Whenever I get blase (snooty even) about Cornwall and the Cornish, a short sweet visit to dear Redruth puts me straight again. I know that Redruth was chosen as the place to try out curfews on under sixteens (presumably because a significant number of under-sixteens in the town were being a bloody nuisance all over the place). I know the town is in terminal decline and has been so throughout the boom-years of the last decade (now, of course, we are all in terminal decline). But for all of that, for all its faults, it's a friendly, honest, direct kind of place, with hearts of gold. A poor-looking woman in Jim's Cash and Carry pitying those 'up-country' who are worse off than she, or about to be in the coming recession. ( 'About to lose their homes and all.') Kind, unfailingly patient ticket clerk (or should that now be Customer Service Rep?) at the railway station, determined to get me the best price deals on tickets to London, Newton Abbott, Crewe - to the moon, maybe, if I'd asked her. The best fish and chips ANYWHERE at Morrish's (better, even, than in the North - yes, BETTER!). The carpark that is more than 100% cheaper per hour than in upmarket Truro (which might as well be the moon as far as Redruth is concerned). The charity shops turning over some very good, pure wool coats for under a fiver.
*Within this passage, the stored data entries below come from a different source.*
//! Channel risk tiers and the excluded-channel registry snapshot.
//!
//! Administrators classify video-platform channels that must never be used
//! as source material (`forbidden`) or that call for caution (`warning`).
//! The scoring engine receives the registry as an immutable snapshot built
//! by the caller; it never fetches it itself.

use std::collections::HashMap;

use crate::error::CoreError;

// ---------------------------------------------------------------------------
// Risk level constants
// ---------------------------------------------------------------------------

/// Channel must never be used as source material.
pub const RISK_FORBIDDEN: &str = "forbidden";

/// Channel may be used, but with caution.
pub const RISK_WARNING: &str = "warning";

/// All valid risk level values.
pub const VALID_RISK_LEVELS: &[&str] = &[RISK_FORBIDDEN, RISK_WARNING];

/// Maximum length for a registry entry's free-text reason.
pub const MAX_REASON_LENGTH: usize = 2_000;

/// Validate that a risk level string is one of the accepted values.
pub fn validate_risk_level(level: &str) -> Result<(), CoreError> {
    if VALID_RISK_LEVELS.contains(&level) {
        Ok(())
    } else {
        Err(CoreError::Validation(format!(
            "Invalid risk level '{level}'. Must be one of: {}",
            VALID_RISK_LEVELS.join(", ")
        )))
    }
}

/// Validate a registry entry's free-text reason, if present.
pub fn validate_reason(reason: Option<&str>) -> Result<(), CoreError> {
    if let Some(r) = reason {
        if r.len() > MAX_REASON_LENGTH {
            return Err(CoreError::Validation(format!(
                "Reason exceeds maximum length of {MAX_REASON_LENGTH} characters"
            )));
        }
    }
    Ok(())
}

// ---------------------------------------------------------------------------
// Registry snapshot
// ---------------------------------------------------------------------------

/// Read-only snapshot of the excluded-channel registry, keyed by platform
/// channel id. A channel id lives in at most one tier; `forbidden` wins if
/// the same id is inserted into both.
#[derive(Debug, Clone, Default)]
pub struct ChannelRegistry {
    forbidden: HashMap<String, String>,
    warning: HashMap<String, String>,
}

impl ChannelRegistry {
    /// Empty registry (no channels flagged).
    pub fn new() -> Self {
        Self::default()
    }

    /// Insert a registry entry. An id already present in the `forbidden`
    /// tier is never downgraded by a later `warning` insert; inserting
    /// `forbidden` removes any `warning` entry for the same id.
    pub fn insert(&mut self, channel_id: &str, risk_level: &str, reason: &str) {
        match risk_level {
            RISK_FORBIDDEN => {
                self.warning.remove(channel_id);
                self.forbidden
                    .insert(channel_id.to_string(), reason.to_string());
            }
            _ => {
                if !self.forbidden.contains_key(channel_id) {
                    self.warning
                        .insert(channel_id.to_string(), reason.to_string());
                }
            }
        }
    }

    /// Risk level for a channel, if any.
    pub fn risk_of(&self, channel_id: &str) -> Option<&'static str> {
        if self.forbidden.contains_key(channel_id) {
            Some(RISK_FORBIDDEN)
        } else if self.warning.contains_key(channel_id) {
            Some(RISK_WARNING)
        } else {
            None
        }
    }

    /// Registered reason for a channel, if any.
    pub fn reason_of(&self, channel_id: &str) -> Option<&str> {
        self.forbidden
            .get(channel_id)
            .or_else(|| self.warning.get(channel_id))
            .map(String::as_str)
    }

    /// Number of forbidden-tier entries.
    pub fn forbidden_count(&self) -> usize {
        self.forbidden.len()
    }

    /// Number of warning-tier entries.
    pub fn warning_count(&self) -> usize {
        self.warning.len()
    }
}
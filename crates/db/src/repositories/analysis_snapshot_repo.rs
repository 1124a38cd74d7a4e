//! Repository for the `analysis_snapshots` table.
//!
//! One snapshot per title: re-running an analysis overwrites the previous
//! row rather than accumulating history.

use sqlx::PgPool;

use shortscout_core::types::DbId;

use crate::models::analysis_snapshot::{AnalysisSnapshot, UpsertAnalysisSnapshot};

/// Column list shared across queries to avoid repetition.
const COLUMNS: &str = "id, title_id, no_videos_found, total_postings, sampled_count, \
     old_count, medium_count, recent_count, earliest_published_at, unique_channel_count, \
     is_forbidden, forbidden_channels, has_warning_channel, warning_channels, \
     safety_score, competition_score, total_score, grade, search_query, analyzed_at, \
     created_at, updated_at";

/// Provides upsert and fetch operations for analysis snapshots.
pub struct AnalysisSnapshotRepo;

impl AnalysisSnapshotRepo {
    /// Insert or overwrite the snapshot for a title.
    pub async fn upsert(
        pool: &PgPool,
        title_id: DbId,
        body: &UpsertAnalysisSnapshot,
    ) -> Result<AnalysisSnapshot, sqlx::Error> {
        let query = format!(
            "INSERT INTO analysis_snapshots
                (title_id, no_videos_found, total_postings, sampled_count,
                 old_count, medium_count, recent_count, earliest_published_at,
                 unique_channel_count, is_forbidden, forbidden_channels,
                 has_warning_channel, warning_channels, safety_score,
                 competition_score, total_score, grade, search_query, analyzed_at)
             VALUES ($1, $2, $3, $4, $5, $6, $7, $8, $9, $10, $11, $12, $13,
                     $14, $15, $16, $17, $18, $19)
             ON CONFLICT (title_id) DO UPDATE SET
                no_videos_found = EXCLUDED.no_videos_found,
                total_postings = EXCLUDED.total_postings,
                sampled_count = EXCLUDED.sampled_count,
                old_count = EXCLUDED.old_count,
                medium_count = EXCLUDED.medium_count,
                recent_count = EXCLUDED.recent_count,
                earliest_published_at = EXCLUDED.earliest_published_at,
                unique_channel_count = EXCLUDED.unique_channel_count,
                is_forbidden = EXCLUDED.is_forbidden,
                forbidden_channels = EXCLUDED.forbidden_channels,
                has_warning_channel = EXCLUDED.has_warning_channel,
                warning_channels = EXCLUDED.warning_channels,
                safety_score = EXCLUDED.safety_score,
                competition_score = EXCLUDED.competition_score,
                total_score = EXCLUDED.total_score,
                grade = EXCLUDED.grade,
                search_query = EXCLUDED.search_query,
                analyzed_at = EXCLUDED.analyzed_at,
                updated_at = NOW()
             RETURNING {COLUMNS}"
        );
        sqlx::query_as::<_, AnalysisSnapshot>(&query)
            .bind(title_id)
            .bind(body.no_videos_found)
            .bind(body.total_postings)
            .bind(body.sampled_count)
            .bind(body.old_count)
            .bind(body.medium_count)
            .bind(body.recent_count)
            .bind(body.earliest_published_at)
            .bind(body.unique_channel_count)
            .bind(body.is_forbidden)
            .bind(&body.forbidden_channels)
            .bind(body.has_warning_channel)
            .bind(&body.warning_channels)
            .bind(body.safety_score)
            .bind(body.competition_score)
            .bind(body.total_score)
            .bind(&body.grade)
            .bind(&body.search_query)
            .bind(body.analyzed_at)
            .fetch_one(pool)
            .await
    }

    /// Latest snapshot for a title, if any run has completed.
    pub async fn find_by_title(
        pool: &PgPool,
        title_id: DbId,
    ) -> Result<Option<AnalysisSnapshot>, sqlx::Error> {
        let query = format!("SELECT {COLUMNS} FROM analysis_snapshots WHERE title_id = $1");
        sqlx::query_as::<_, AnalysisSnapshot>(&query)
            .bind(title_id)
            .fetch_optional(pool)
            .await
    }

    /// Delete the snapshot for a title (for forcing a fresh run).
    pub async fn delete_by_title(pool: &PgPool, title_id: DbId) -> Result<(), sqlx::Error> {
        sqlx::query("DELETE FROM analysis_snapshots WHERE title_id = $1")
            .bind(title_id)
            .execute(pool)
            .await?;
        Ok(())
    }
}
//! Excluded-channel registry models and DTOs.

use serde::{Deserialize, Serialize};
use sqlx::FromRow;

use shortscout_core::types::{DbId, Timestamp};

/// A row from the `excluded_channels` table. `channel_id` is unique: a
/// channel lives in exactly one risk tier at a time.
#[derive(Debug, Clone, FromRow, Serialize)]
pub struct ExcludedChannel {
    pub id: DbId,
    /// Platform channel identifier.
    pub channel_id: String,
    pub channel_name: String,
    pub channel_url: Option<String>,
    /// `forbidden` or `warning`.
    pub risk_level: String,
    pub reason: Option<String>,
    pub created_at: Timestamp,
    pub updated_at: Timestamp,
}

/// DTO for registering a channel.
#[derive(Debug, Clone, Deserialize)]
pub struct CreateExcludedChannel {
    pub channel_id: String,
    pub channel_name: String,
    pub channel_url: Option<String>,
    pub risk_level: String,
    pub reason: Option<String>,
}

/// DTO for updating a registry entry. `None` fields are left unchanged.
#[derive(Debug, Clone, Default, Deserialize)]
pub struct UpdateExcludedChannel {
    pub channel_name: Option<String>,
    pub channel_url: Option<String>,
    pub risk_level: Option<String>,
    pub reason: Option<String>,
}
//! Automated analysis snapshot models and DTOs.

use serde::{Deserialize, Serialize};
use sqlx::FromRow;

use shortscout_core::heuristic::{AnalysisOutcome, AutomatedAnalysis};
use shortscout_core::types::{DbId, Timestamp};

/// A row from the `analysis_snapshots` table: the result of the most
/// recent automated analysis run for a title. One row per title,
/// overwritten on every re-run.
///
/// Score and grade columns are null for no-videos-found runs — that
/// terminal state has no numeric grade by design.
#[derive(Debug, Clone, FromRow, Serialize)]
pub struct AnalysisSnapshot {
    pub id: DbId,
    pub title_id: DbId,
    pub no_videos_found: bool,
    pub total_postings: i64,
    pub sampled_count: i32,
    pub old_count: i32,
    pub medium_count: i32,
    pub recent_count: i32,
    pub earliest_published_at: Option<Timestamp>,
    pub unique_channel_count: i32,
    pub is_forbidden: bool,
    /// Detected forbidden channels as a JSON array of
    /// `{channel_id, channel_name, reason}` objects.
    pub forbidden_channels: serde_json::Value,
    pub has_warning_channel: bool,
    /// Detected warning channels, same shape as `forbidden_channels`.
    pub warning_channels: serde_json::Value,
    pub safety_score: Option<i32>,
    pub competition_score: Option<i32>,
    pub total_score: Option<f64>,
    pub grade: Option<String>,
    /// Search query sent to the video platform for this run.
    pub search_query: String,
    pub analyzed_at: Timestamp,
    pub created_at: Timestamp,
    pub updated_at: Timestamp,
}

/// DTO for upserting a snapshot after an analysis run.
#[derive(Debug, Clone, Deserialize)]
pub struct UpsertAnalysisSnapshot {
    pub no_videos_found: bool,
    pub total_postings: i64,
    pub sampled_count: i32,
    pub old_count: i32,
    pub medium_count: i32,
    pub recent_count: i32,
    pub earliest_published_at: Option<Timestamp>,
    pub unique_channel_count: i32,
    pub is_forbidden: bool,
    pub forbidden_channels: serde_json::Value,
    pub has_warning_channel: bool,
    pub warning_channels: serde_json::Value,
    pub safety_score: Option<i32>,
    pub competition_score: Option<i32>,
    pub total_score: Option<f64>,
    pub grade: Option<String>,
    pub search_query: String,
    pub analyzed_at: Timestamp,
}

impl UpsertAnalysisSnapshot {
    /// Build a snapshot DTO from an engine outcome.
    pub fn from_outcome(outcome: &AnalysisOutcome, search_query: &str, now: Timestamp) -> Self {
        match outcome {
            AnalysisOutcome::NoVideosFound => Self {
                no_videos_found: true,
                total_postings: 0,
                sampled_count: 0,
                old_count: 0,
                medium_count: 0,
                recent_count: 0,
                earliest_published_at: None,
                unique_channel_count: 0,
                is_forbidden: false,
                forbidden_channels: serde_json::Value::Array(Vec::new()),
                has_warning_channel: false,
                warning_channels: serde_json::Value::Array(Vec::new()),
                safety_score: None,
                competition_score: None,
                total_score: None,
                grade: None,
                search_query: search_query.to_string(),
                analyzed_at: now,
            },
            AnalysisOutcome::Analyzed(analysis) => Self::from_analysis(analysis, search_query),
        }
    }

    fn from_analysis(analysis: &AutomatedAnalysis, search_query: &str) -> Self {
        Self {
            no_videos_found: false,
            total_postings: analysis.total_postings as i64,
            sampled_count: analysis.sampled_count as i32,
            old_count: analysis.old_count as i32,
            medium_count: analysis.medium_count as i32,
            recent_count: analysis.recent_count as i32,
            earliest_published_at: analysis.earliest_published_at,
            unique_channel_count: analysis.unique_channel_count as i32,
            is_forbidden: analysis.is_forbidden,
            forbidden_channels: serde_json::to_value(&analysis.forbidden_channels)
                .unwrap_or_else(|_| serde_json::Value::Array(Vec::new())),
            has_warning_channel: analysis.has_warning_channel,
            warning_channels: serde_json::to_value(&analysis.warning_channels)
                .unwrap_or_else(|_| serde_json::Value::Array(Vec::new())),
            safety_score: Some(i32::from(analysis.safety_score)),
            competition_score: Some(i32::from(analysis.competition_score)),
            total_score: Some(analysis.total_score),
            grade: Some(analysis.recommendation.grade.to_string()),
            search_query: search_query.to_string(),
            analyzed_at: analysis.analyzed_at,
        }
    }
}
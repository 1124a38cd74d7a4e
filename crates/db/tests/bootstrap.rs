use sqlx::PgPool;

/// Full bootstrap test: connect, migrate, verify schema.
#[sqlx::test(migrations = "../../db/migrations")]
async fn test_full_bootstrap(pool: PgPool) {
    shortscout_db::health_check(&pool).await.unwrap();

    let tables = [
        "titles",
        "safety_reports",
        "excluded_channels",
        "analysis_snapshots",
    ];

    for table in tables {
        let count: (i64,) = sqlx::query_as(&format!("SELECT COUNT(*) FROM {table}"))
            .fetch_one(&pool)
            .await
            .unwrap_or_else(|e| panic!("{table} query failed: {e}"));
        assert_eq!(count.0, 0, "{table} should start empty");
    }
}

/// The one-tier-per-channel invariant is enforced by the schema.
#[sqlx::test(migrations = "../../db/migrations")]
async fn test_duplicate_channel_id_rejected(pool: PgPool) {
    sqlx::query(
        "INSERT INTO excluded_channels (channel_id, channel_name, risk_level)
         VALUES ('UC_x', 'X', 'forbidden')",
    )
    .execute(&pool)
    .await
    .unwrap();

    let duplicate = sqlx::query(
        "INSERT INTO excluded_channels (channel_id, channel_name, risk_level)
         VALUES ('UC_x', 'X again', 'warning')",
    )
    .execute(&pool)
    .await;
    assert!(duplicate.is_err());
}
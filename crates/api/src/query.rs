//! Shared query parameter types for API handlers.
//!
//! Common query structs that appear across multiple handler modules are
//! extracted here to avoid duplication.

use serde::Deserialize;

/// Generic pagination parameters (`?limit=&offset=`).
///
/// Used by any handler that supports paginated listing. Values are clamped
/// via `clamp_limit` / `clamp_offset` in the db crate.
#[derive(Debug, Deserialize)]
pub struct PaginationParams {
    pub limit: Option<i64>,
    pub offset: Option<i64>,
}
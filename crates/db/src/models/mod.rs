//! Database row models and create/update DTOs.

pub mod analysis_snapshot;
pub mod excluded_channel;
pub mod safety_report;
pub mod title;
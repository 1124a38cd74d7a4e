//! Route definitions for catalog title endpoints.
//!
//! Mounted at `/titles` within the `/api/v1` tree.
//!
//! ```text
//! GET    /                -> list_titles
//! POST   /                -> create_title
//! GET    /safe            -> list_safe_titles
//! GET    /{id}            -> get_title
//! PATCH  /{id}            -> update_title
//! DELETE /{id}            -> delete_title
//! GET    /{id}/reports    -> list_reports
//! POST   /{id}/reports    -> submit_report
//! GET    /{id}/analysis   -> get_analysis
//! POST   /{id}/analysis   -> run_analysis
//! GET    /{id}/grade      -> get_grade
//! ```

use axum::routing::get;
use axum::Router;

use crate::handlers::{analysis, grade, reports, titles};
use crate::state::AppState;

/// Build the `/titles` router.
pub fn router() -> Router<AppState> {
    Router::new()
        .route("/", get(titles::list_titles).post(titles::create_title))
        .route("/safe", get(titles::list_safe_titles))
        .route(
            "/{id}",
            get(titles::get_title)
                .patch(titles::update_title)
                .delete(titles::delete_title),
        )
        .route(
            "/{id}/reports",
            get(reports::list_reports).post(reports::submit_report),
        )
        .route(
            "/{id}/analysis",
            get(analysis::get_analysis).post(analysis::run_analysis),
        )
        .route("/{id}/grade", get(grade::get_grade))
}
I think it's because I feel close to my father there. He went to school in Redruth, when it still had a grammar school whose headmaster felt it his God-given duty to plead with parents to keep their boys out of the mines by letting them stay into the Sixth Form, after which 'there were many scholarships available to bright boys to study at the University' (my father got one to Imperial College, London). In those days, after the War, the town was probably far less grim than it is now, because it would still, then, have been a town with hope. The tin mines were open still, after all. There was still a kind of (if limited) future in farming and fishing.

And there were no signs in Cornish anywhere (I have that on my father's authority - although, since he's been dead these last ten years, he can't corroborate it). They didn't need signs in Cornish, no more, really, than they do now. Redruth people have that air of always knowing who they are - and were.